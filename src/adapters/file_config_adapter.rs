//! INI file configuration adapter.
//!
//! ```ini
//! [data]
//! path = /srv/market
//! dataset = stock_data_day
//!
//! [spot]
//! field = close
//! strict = false
//!
//! [display]
//! width = 120
//! precision = 4
//! ```

use crate::domain::error::CycError;
use crate::ports::config_port::ConfigPort;
use configparser::ini::Ini;
use std::path::Path;
use tracing::{debug, warn};

#[derive(Debug)]
pub struct FileConfigAdapter {
    config: Ini,
    /// File path, or `<string>` for inline configs; used in diagnostics.
    source: String,
}

impl FileConfigAdapter {
    pub fn from_file<P: AsRef<Path>>(path: P) -> Result<Self, CycError> {
        let source = path.as_ref().display().to_string();
        let mut config = Ini::new();
        config
            .load(path.as_ref())
            .map_err(|reason| CycError::ConfigParse {
                file: source.clone(),
                reason,
            })?;
        debug!(file = %source, "loaded config");
        Ok(Self { config, source })
    }

    pub fn from_string(content: &str) -> Result<Self, CycError> {
        let source = "<string>".to_string();
        let mut config = Ini::new();
        config
            .read(content.to_string())
            .map_err(|reason| CycError::ConfigParse {
                file: source.clone(),
                reason,
            })?;
        Ok(Self { config, source })
    }

    pub fn source(&self) -> &str {
        &self.source
    }

    fn parse_bool(value: &str) -> Option<bool> {
        match value.trim().to_lowercase().as_str() {
            "true" | "yes" | "on" | "1" => Some(true),
            "false" | "no" | "off" | "0" => Some(false),
            _ => None,
        }
    }

    /// Present but unusable values fall back to `default` with a warning.
    fn fallback<T: std::fmt::Display>(&self, section: &str, key: &str, raw: &str, default: T) -> T {
        warn!(
            file = %self.source,
            "[{section}] {key} = '{raw}' is not valid, using {default}"
        );
        default
    }
}

impl ConfigPort for FileConfigAdapter {
    fn get_string(&self, section: &str, key: &str) -> Option<String> {
        self.config.get(section, key)
    }

    fn get_int(&self, section: &str, key: &str, default: i64) -> i64 {
        match self.config.get(section, key) {
            Some(raw) => raw
                .trim()
                .parse()
                .unwrap_or_else(|_| self.fallback(section, key, &raw, default)),
            None => default,
        }
    }

    fn get_bool(&self, section: &str, key: &str, default: bool) -> bool {
        match self.config.get(section, key) {
            Some(raw) => Self::parse_bool(&raw)
                .unwrap_or_else(|| self.fallback(section, key, &raw, default)),
            None => default,
        }
    }
}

━━━━━━

Task description: Of the entries above, repeat exactly the lines from the line with "use crate::ports::config_port::ConfigPort;" through the line with "pub fn from_string(content: &str)", both of them included.

Answer to the exercise:
use crate::ports::config_port::ConfigPort;
use configparser::ini::Ini;
use std::path::Path;
use tracing::{debug, warn};

#[derive(Debug)]
pub struct FileConfigAdapter {
    config: Ini,
    /// File path, or `<string>` for inline configs; used in diagnostics.
    source: String,
}

impl FileConfigAdapter {
    pub fn from_file<P: AsRef<Path>>(path: P) -> Result<Self, CycError> {
        let source = path.as_ref().display().to_string();
        let mut config = Ini::new();
        config
            .load(path.as_ref())
            .map_err(|reason| CycError::ConfigParse {
                file: source.clone(),
                reason,
            })?;
        debug!(file = %source, "loaded config");
        Ok(Self { config, source })
    }

    pub fn from_string(content: &str) -> Result<Self, CycError> {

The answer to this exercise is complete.